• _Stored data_

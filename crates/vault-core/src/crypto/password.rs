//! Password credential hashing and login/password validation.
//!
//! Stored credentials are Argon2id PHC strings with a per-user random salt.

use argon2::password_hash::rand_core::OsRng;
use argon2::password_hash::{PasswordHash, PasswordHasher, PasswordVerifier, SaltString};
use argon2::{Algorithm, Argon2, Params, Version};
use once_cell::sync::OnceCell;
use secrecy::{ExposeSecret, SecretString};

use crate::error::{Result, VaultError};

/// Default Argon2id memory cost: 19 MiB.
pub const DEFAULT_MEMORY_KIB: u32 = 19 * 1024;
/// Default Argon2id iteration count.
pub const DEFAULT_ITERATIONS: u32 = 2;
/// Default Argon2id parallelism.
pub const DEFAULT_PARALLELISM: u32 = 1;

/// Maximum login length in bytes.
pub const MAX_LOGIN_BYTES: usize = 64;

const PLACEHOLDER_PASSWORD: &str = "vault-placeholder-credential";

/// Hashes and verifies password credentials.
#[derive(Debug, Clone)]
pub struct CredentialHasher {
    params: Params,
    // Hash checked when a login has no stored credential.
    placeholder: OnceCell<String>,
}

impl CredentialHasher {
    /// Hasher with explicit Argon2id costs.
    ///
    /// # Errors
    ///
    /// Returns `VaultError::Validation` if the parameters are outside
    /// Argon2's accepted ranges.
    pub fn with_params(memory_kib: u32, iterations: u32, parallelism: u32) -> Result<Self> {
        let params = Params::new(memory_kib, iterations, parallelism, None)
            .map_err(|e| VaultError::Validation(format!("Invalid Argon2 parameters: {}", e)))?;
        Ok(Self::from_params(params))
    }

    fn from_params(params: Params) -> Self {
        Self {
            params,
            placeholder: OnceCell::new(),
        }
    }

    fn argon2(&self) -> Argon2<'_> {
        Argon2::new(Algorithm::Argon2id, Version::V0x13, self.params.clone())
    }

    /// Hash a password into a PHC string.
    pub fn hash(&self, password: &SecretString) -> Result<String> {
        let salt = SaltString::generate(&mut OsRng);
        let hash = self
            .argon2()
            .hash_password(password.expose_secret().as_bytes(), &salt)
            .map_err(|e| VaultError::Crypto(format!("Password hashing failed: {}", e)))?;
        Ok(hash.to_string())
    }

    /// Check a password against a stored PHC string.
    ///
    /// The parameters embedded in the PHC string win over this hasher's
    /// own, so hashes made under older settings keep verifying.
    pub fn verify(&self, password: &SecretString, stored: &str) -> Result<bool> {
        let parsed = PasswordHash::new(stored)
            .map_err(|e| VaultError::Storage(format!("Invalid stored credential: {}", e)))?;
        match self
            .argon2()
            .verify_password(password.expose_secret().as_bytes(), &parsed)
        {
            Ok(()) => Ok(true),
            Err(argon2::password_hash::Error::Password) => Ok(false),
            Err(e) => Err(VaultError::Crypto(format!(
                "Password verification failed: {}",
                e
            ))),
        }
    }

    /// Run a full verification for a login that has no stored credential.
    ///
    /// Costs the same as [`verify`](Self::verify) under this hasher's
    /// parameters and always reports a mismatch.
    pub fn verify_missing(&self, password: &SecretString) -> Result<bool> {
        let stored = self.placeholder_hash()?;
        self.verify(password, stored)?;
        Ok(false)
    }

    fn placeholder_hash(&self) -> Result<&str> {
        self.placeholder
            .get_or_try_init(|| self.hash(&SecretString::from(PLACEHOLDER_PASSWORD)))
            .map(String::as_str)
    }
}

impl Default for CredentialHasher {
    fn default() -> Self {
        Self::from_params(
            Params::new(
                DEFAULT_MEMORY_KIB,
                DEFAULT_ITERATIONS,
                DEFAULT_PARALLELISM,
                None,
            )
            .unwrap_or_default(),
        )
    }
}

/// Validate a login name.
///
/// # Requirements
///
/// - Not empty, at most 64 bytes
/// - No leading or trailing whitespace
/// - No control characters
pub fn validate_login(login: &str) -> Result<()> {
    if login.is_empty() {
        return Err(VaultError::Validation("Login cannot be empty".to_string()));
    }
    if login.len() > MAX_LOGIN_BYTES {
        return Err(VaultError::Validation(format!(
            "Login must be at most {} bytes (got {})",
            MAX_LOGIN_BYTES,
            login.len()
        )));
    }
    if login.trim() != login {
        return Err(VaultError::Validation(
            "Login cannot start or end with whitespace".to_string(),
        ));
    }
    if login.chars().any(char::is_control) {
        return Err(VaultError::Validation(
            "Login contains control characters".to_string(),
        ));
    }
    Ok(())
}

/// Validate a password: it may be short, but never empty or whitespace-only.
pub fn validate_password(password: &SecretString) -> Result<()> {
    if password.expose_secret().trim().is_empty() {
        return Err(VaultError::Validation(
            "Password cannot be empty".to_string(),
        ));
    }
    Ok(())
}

• _EXERCISE AIM_
Reproduce each line above exactly.

• _EXPECTED ANSWER_
filename crates/vault-core/src/crypto/password.rs
//! Password credential hashing and login/password validation.
//!
//! Stored credentials are Argon2id PHC strings with a per-user random salt.

use argon2::password_hash::rand_core::OsRng;
use argon2::password_hash::{PasswordHash, PasswordHasher, PasswordVerifier, SaltString};
use argon2::{Algorithm, Argon2, Params, Version};
use once_cell::sync::OnceCell;
use secrecy::{ExposeSecret, SecretString};

use crate::error::{Result, VaultError};

/// Default Argon2id memory cost: 19 MiB.
pub const DEFAULT_MEMORY_KIB: u32 = 19 * 1024;
/// Default Argon2id iteration count.
pub const DEFAULT_ITERATIONS: u32 = 2;
/// Default Argon2id parallelism.
pub const DEFAULT_PARALLELISM: u32 = 1;

/// Maximum login length in bytes.
pub const MAX_LOGIN_BYTES: usize = 64;

const PLACEHOLDER_PASSWORD: &str = "vault-placeholder-credential";

/// Hashes and verifies password credentials.
#[derive(Debug, Clone)]
pub struct CredentialHasher {
    params: Params,
    // Hash checked when a login has no stored credential.
    placeholder: OnceCell<String>,
}

impl CredentialHasher {
    /// Hasher with explicit Argon2id costs.
    ///
    /// # Errors
    ///
    /// Returns `VaultError::Validation` if the parameters are outside
    /// Argon2's accepted ranges.
    pub fn with_params(memory_kib: u32, iterations: u32, parallelism: u32) -> Result<Self> {
        let params = Params::new(memory_kib, iterations, parallelism, None)
            .map_err(|e| VaultError::Validation(format!("Invalid Argon2 parameters: {}", e)))?;
        Ok(Self::from_params(params))
    }

    fn from_params(params: Params) -> Self {
        Self {
            params,
            placeholder: OnceCell::new(),
        }
    }

    fn argon2(&self) -> Argon2<'_> {
        Argon2::new(Algorithm::Argon2id, Version::V0x13, self.params.clone())
    }

    /// Hash a password into a PHC string.
    pub fn hash(&self, password: &SecretString) -> Result<String> {
        let salt = SaltString::generate(&mut OsRng);
        let hash = self
            .argon2()
            .hash_password(password.expose_secret().as_bytes(), &salt)
            .map_err(|e| VaultError::Crypto(format!("Password hashing failed: {}", e)))?;
        Ok(hash.to_string())
    }

    /// Check a password against a stored PHC string.
    ///
    /// The parameters embedded in the PHC string win over this hasher's
    /// own, so hashes made under older settings keep verifying.
    pub fn verify(&self, password: &SecretString, stored: &str) -> Result<bool> {
        let parsed = PasswordHash::new(stored)
            .map_err(|e| VaultError::Storage(format!("Invalid stored credential: {}", e)))?;
        match self
            .argon2()
            .verify_password(password.expose_secret().as_bytes(), &parsed)
        {
            Ok(()) => Ok(true),
            Err(argon2::password_hash::Error::Password) => Ok(false),
            Err(e) => Err(VaultError::Crypto(format!(
                "Password verification failed: {}",
                e
            ))),
        }
    }

    /// Run a full verification for a login that has no stored credential.
    ///
    /// Costs the same as [`verify`](Self::verify) under this hasher's
    /// parameters and always reports a mismatch.
    pub fn verify_missing(&self, password: &SecretString) -> Result<bool> {
        let stored = self.placeholder_hash()?;
        self.verify(password, stored)?;
        Ok(false)
    }

    fn placeholder_hash(&self) -> Result<&str> {
        self.placeholder
            .get_or_try_init(|| self.hash(&SecretString::from(PLACEHOLDER_PASSWORD)))
            .map(String::as_str)
    }
}

impl Default for CredentialHasher {
    fn default() -> Self {
        Self::from_params(
            Params::new(
                DEFAULT_MEMORY_KIB,
                DEFAULT_ITERATIONS,
                DEFAULT_PARALLELISM,
                None,
            )
            .unwrap_or_default(),
        )
    }
}

/// Validate a login name.
///
/// # Requirements
///
/// - Not empty, at most 64 bytes
/// - No leading or trailing whitespace
/// - No control characters
pub fn validate_login(login: &str) -> Result<()> {
    if login.is_empty() {
        return Err(VaultError::Validation("Login cannot be empty".to_string()));
    }
    if login.len() > MAX_LOGIN_BYTES {
        return Err(VaultError::Validation(format!(
            "Login must be at most {} bytes (got {})",
            MAX_LOGIN_BYTES,
            login.len()
        )));
    }
    if login.trim() != login {
        return Err(VaultError::Validation(
            "Login cannot start or end with whitespace".to_string(),
        ));
    }
    if login.chars().any(char::is_control) {
        return Err(VaultError::Validation(
            "Login contains control characters".to_string(),
        ));
    }
    Ok(())
}

/// Validate a password: it may be short, but never empty or whitespace-only.
pub fn validate_password(password: &SecretString) -> Result<()> {
    if password.expose_secret().trim().is_empty() {
        return Err(VaultError::Validation(
            "Password cannot be empty".to_string(),
        ));
    }
    Ok(())
}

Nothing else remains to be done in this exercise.